Scrapes had dried up over the last week, but found a couple of new ones yesterday.  Only saw one buck during the morning rain, but saw three in the last hour of the day.  All in the evening were stopping to make rubs and were down wind paying no attention to me at all.  The little ones avoided the big one, but all seemed happy as long as they kept 20 yds between them.  Little one would move off and bigger one would stalk it.  They'd both stop and stare with not much interaction.  I think they were all just hanging tight and hoping for a doe to come through.


----------



## Lukethedrifter (Nov 16, 2017)

Im not real sure what is going on. Im in Monroe and Im trying to figure out if the rut is over or not yet quite kicked off. I had scrapes everywhere. they are dry now. having a lot of buck movement. been hunting daily. I havent seen any chasing and have encountered bucks just yesterday that had no sign of tarsal gland staining. One walked within 50 yards of a couple of does and didnt give them as much as a look. Whats yalls thoughts?


----------



## delacroix (Nov 16, 2017)

They were full on chasing two weeks ago. It was nuts with them running everywhere for about a week. Movement seems to have tapered off the last week.


----------



## mbs0983 (Nov 17, 2017)

Yep. What Delacroix said is correct.  Hard chasing around Halloween with multiple bucks seen. Nothing at all since....


----------



## mattech (Dec 18, 2017)

I hate to say it, but it's been my worst season ever. Been busy and haven't hunted as much as I'd like, like always, but the time in the woods has been almost zero deer seen.


----------



## Deerhead (Dec 18, 2017)

mattech said:


> I hate to say it, but it's been my worst season ever. Been busy and haven't hunted as much as I'd like, like always, but the time in the woods has been almost zero deer seen.

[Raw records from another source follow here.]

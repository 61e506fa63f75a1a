/// Session-level game logic: the per-frame update, the collision sweep,
/// wave/level progression, respawning and the screen state machine.
///
/// All randomness comes through the injected RNG so callers control
/// determinism (tests use a seeded `StdRng`).

use rand::Rng;

use crate::config::Tunables;
use crate::entities::{Command, PlayerInput, Screen, Session, Settings};
use crate::geometry::Rect;
use crate::player::Player;
use crate::projectile;
use crate::star;
use crate::wave::spawn_enemies;

/// Score awarded per enemy destroyed.
pub const ENEMY_SCORE: u32 = 100;

// ── Constructors ─────────────────────────────────────────────────────────────

/// Build a fresh session sitting on the main menu, with the first wave
/// already queued above the screen.
pub fn init_session(tunables: Tunables, high_score: u32, rng: &mut impl Rng) -> Session {
    let settings = Settings {
        starfield: true,
        target_fps: tunables.target_fps,
    };
    let stars = star::starfield(
        tunables.star_count,
        tunables.screen_width,
        tunables.screen_height,
        rng,
    );
    Session {
        player: Player::new(&tunables),
        enemies: spawn_enemies(1, 1, &tunables, rng),
        enemy_projectiles: Vec::new(),
        stars,
        score: 0,
        high_score,
        level: 1,
        wave: 1,
        clock: 0.0,
        frame: 0,
        screen: Screen::Menu,
        return_screen: Screen::Menu,
        exit_requested: false,
        settings,
        tunables,
    }
}

/// Throw away the current play state and start over on the Playing screen.
/// Tunables, settings and the high score carry over.
pub fn restart(session: &mut Session, rng: &mut impl Rng) {
    let high_score = session.high_score.max(session.score);
    let settings = session.settings.clone();
    *session = init_session(session.tunables.clone(), high_score, rng);
    session.settings = settings;
    session.screen = Screen::Playing;
}

// ── Per-frame update ────────────────────────────────────────────────────────

/// Advance the session by one update of `dt` seconds. Does nothing unless
/// the session is on the Playing screen.
pub fn tick(session: &mut Session, input: &PlayerInput, dt: f32, rng: &mut impl Rng) {
    if session.screen != Screen::Playing {
        return;
    }
    session.frame += 1;
    session.clock += dt as f64;
    let now = session.clock;
    let (width, height) = (session.tunables.screen_width, session.tunables.screen_height);

    session.player.update(input, dt, now, &session.tunables, rng);

    for star in session.stars.iter_mut() {
        star.update(dt, width, height, rng);
    }

    for enemy in session.enemies.iter_mut() {
        enemy.update(dt, now, &session.tunables, rng);
    }
    projectile::update_all(&mut session.enemy_projectiles, dt, now, height, rng);
    remove_departed_enemies(session);

    if !session.player.exploding {
        resolve_collisions(session);
    }
    if session.screen == Screen::GameOver {
        return;
    }

    if wave_cleared(session) {
        advance_wave(session, rng);
    }

    try_respawn(session);
    session.high_score = session.high_score.max(session.score);
}

/// Drop enemies that flew off the bottom of the screen. They are not scored;
/// their shots stay in play.
fn remove_departed_enemies(session: &mut Session) {
    let height = session.tunables.screen_height;
    let mut i = 0;
    while i < session.enemies.len() {
        if session.enemies[i].is_off_screen(height) {
            let mut departed = session.enemies.remove(i);
            session.enemy_projectiles.extend(departed.take_projectiles());
        } else {
            i += 1;
        }
    }
}

// ── Collisions ──────────────────────────────────────────────────────────────

/// What one collision sweep did, for logging and tests.
#[derive(Clone, Copy, Debug, Default, PartialEq, Eq)]
pub struct CollisionReport {
    /// Player shots that struck an enemy.
    pub hits: u32,
    /// Enemies destroyed by those hits.
    pub kills: u32,
    /// Whether the player lost a life.
    pub player_hit: bool,
}

/// Run the full collision sweep for one frame.
///
/// Each player shot damages at most one enemy and is consumed by it. The
/// player then loses at most one life, from touching an enemy or an enemy
/// shot; once exploding, nothing else can hit the ship this frame.
pub fn resolve_collisions(session: &mut Session) -> CollisionReport {
    let mut report = CollisionReport::default();

    let mut i = 0;
    while i < session.player.projectiles.len() {
        let shot = session.player.projectiles[i].bounds();
        let Some(target) = session
            .enemies
            .iter()
            .position(|e| e.bounds().intersects(&shot))
        else {
            i += 1;
            continue;
        };

        report.hits += 1;
        let enemy = &mut session.enemies[target];
        enemy.take_damage();
        if enemy.is_destroyed() {
            let mut destroyed = session.enemies.remove(target);
            session.enemy_projectiles.extend(destroyed.take_projectiles());
            session.score += ENEMY_SCORE;
            report.kills += 1;
            tracing::debug!(tier = ?destroyed.tier, score = session.score, "enemy destroyed");
        }
        session.player.projectiles.remove(i);
    }

    if session.player.exploding {
        return report;
    }
    let ship = session.player.bounds();

    if session.enemies.iter().any(|e| e.bounds().intersects(&ship)) {
        player_hit(session);
        report.player_hit = true;
        return report;
    }

    if consume_enemy_shot(session, &ship) {
        player_hit(session);
        report.player_hit = true;
    }

    report
}

/// Remove the first enemy shot overlapping `ship`, searching the orphaned
/// shots first and then each enemy's own. A detonated bomb still hits on
/// contact until it is pruned, but never beyond its own bounds.
fn consume_enemy_shot(session: &mut Session, ship: &Rect) -> bool {
    let touches = |p: &projectile::Projectile| p.bounds().intersects(ship);

    if let Some(idx) = session.enemy_projectiles.iter().position(touches) {
        session.enemy_projectiles.remove(idx);
        return true;
    }
    for enemy in session.enemies.iter_mut() {
        if let Some(idx) = enemy.projectiles.iter().position(touches) {
            enemy.projectiles.remove(idx);
            return true;
        }
    }
    false
}

fn player_hit(session: &mut Session) {
    session.player.lose_life();
    tracing::debug!(lives = session.player.lives, "player lost a life");
    if session.player.lives == 0 {
        session.high_score = session.high_score.max(session.score);
        session.screen = Screen::GameOver;
        tracing::info!(score = session.score, level = session.level, wave = session.wave, "game over");
    }
}

// ── Waves & respawn ─────────────────────────────────────────────────────────

/// A wave is over once no enemy remains on or above the screen.
pub fn wave_cleared(session: &Session) -> bool {
    let height = session.tunables.screen_height;
    session.enemies.iter().all(|e| e.is_off_screen(height))
}

/// Move to the next wave (and level, every `level + 2` waves) and spawn it.
pub fn advance_wave(session: &mut Session, rng: &mut impl Rng) {
    session.wave += 1;
    if session.wave > session.level + 2 {
        session.level += 1;
        session.wave = 1;
        tracing::info!(level = session.level, "level up");
    }

    for mut leftover in session.enemies.drain(..) {
        session.enemy_projectiles.extend(leftover.take_projectiles());
    }
    session.enemies = spawn_enemies(session.level, session.wave, &session.tunables, rng);
}

/// Bring the ship back once it has been down long enough and no enemy is
/// near where it went down.
pub fn try_respawn(session: &mut Session) -> bool {
    let player = &session.player;
    let tunables = &session.tunables;
    if !player.exploding || player.lives == 0 || player.explosion_timer < tunables.respawn_delay {
        return false;
    }

    let zone = Rect::centered(
        player.x,
        player.y,
        tunables.respawn_clearance,
        tunables.respawn_clearance,
    );
    if session.enemies.iter().any(|e| e.bounds().intersects(&zone)) {
        return false;
    }

    session
        .player
        .respawn(tunables.screen_width, tunables.screen_height);
    tracing::debug!("player respawned");
    true
}

// ── Screen state machine ────────────────────────────────────────────────────

/// Apply one UI command to the screen state machine.
pub fn apply_command(session: &mut Session, command: Command, rng: &mut impl Rng) {
    let before = session.screen;

    match (session.screen, command) {
        (Screen::Menu, Command::Start) | (Screen::GameOver, Command::Start) => {
            restart(session, rng);
        }
        (Screen::Menu, Command::OpenSettings) | (Screen::Paused, Command::OpenSettings) => {
            session.return_screen = session.screen;
            session.screen = Screen::Settings;
        }
        (Screen::Menu, Command::Escape) => {
            session.return_screen = Screen::Menu;
            session.screen = Screen::ExitConfirmation;
        }
        (Screen::Playing, Command::Escape) => session.screen = Screen::Paused,
        (Screen::Paused, Command::Escape) | (Screen::Paused, Command::Start) => {
            session.screen = Screen::Playing;
        }
        (Screen::Paused, Command::ToMenu) | (Screen::GameOver, Command::ToMenu) => {
            session.high_score = session.high_score.max(session.score);
            session.screen = Screen::Menu;
        }
        (Screen::GameOver, Command::Escape) => session.screen = Screen::Menu,
        (Screen::Settings, Command::ToggleStarfield) => {
            session.settings.starfield = !session.settings.starfield;
        }
        (Screen::Settings, Command::CycleFrameRate) => {
            session.settings.target_fps = if session.settings.target_fps >= 60 { 30 } else { 60 };
        }
        (Screen::Settings, Command::Escape) | (Screen::Settings, Command::ToMenu) => {
            session.screen = session.return_screen;
        }
        (Screen::ExitConfirmation, Command::ConfirmExit) => session.exit_requested = true,
        (Screen::ExitConfirmation, Command::Escape) | (Screen::ExitConfirmation, Command::ToMenu) => {
            session.screen = session.return_screen;
        }
        _ => {}
    }

    if session.screen != before {
        tracing::debug!(from = ?before, to = ?session.screen, "screen changed");
    }
}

Same here!  I did hunt a few days during the rut but that's it.  I worked "every" day in October.  Not complaining you do what you have to do!


----------



## kennethc68 (Oct 22, 2018)

week or so away before its starts to get real.


----------



## Deerhead (Oct 22, 2018)

There are starting to move a little.  Seen some small bucks


----------



## kennethc68 (Oct 29, 2018)

i hope so off next week and

want to see some of the big boys


----------



## delacroix (Oct 30, 2018)

Weird moon this year, moving in evenings this week.


----------



## buckshed (Oct 31, 2018)

Had a mature 8 pt come in yesterday evening around 6:30pm by himself just feeding on acorns..I could see his hocks were only slightly stained...gave him the pass only because one side of rack was busted up


----------



## kennethc68 (Nov 6, 2018)

hunter F, Sa and Sunday last week seen 6 different small bucks but  no shooters. Got pics of one decent buck in daylight.


----------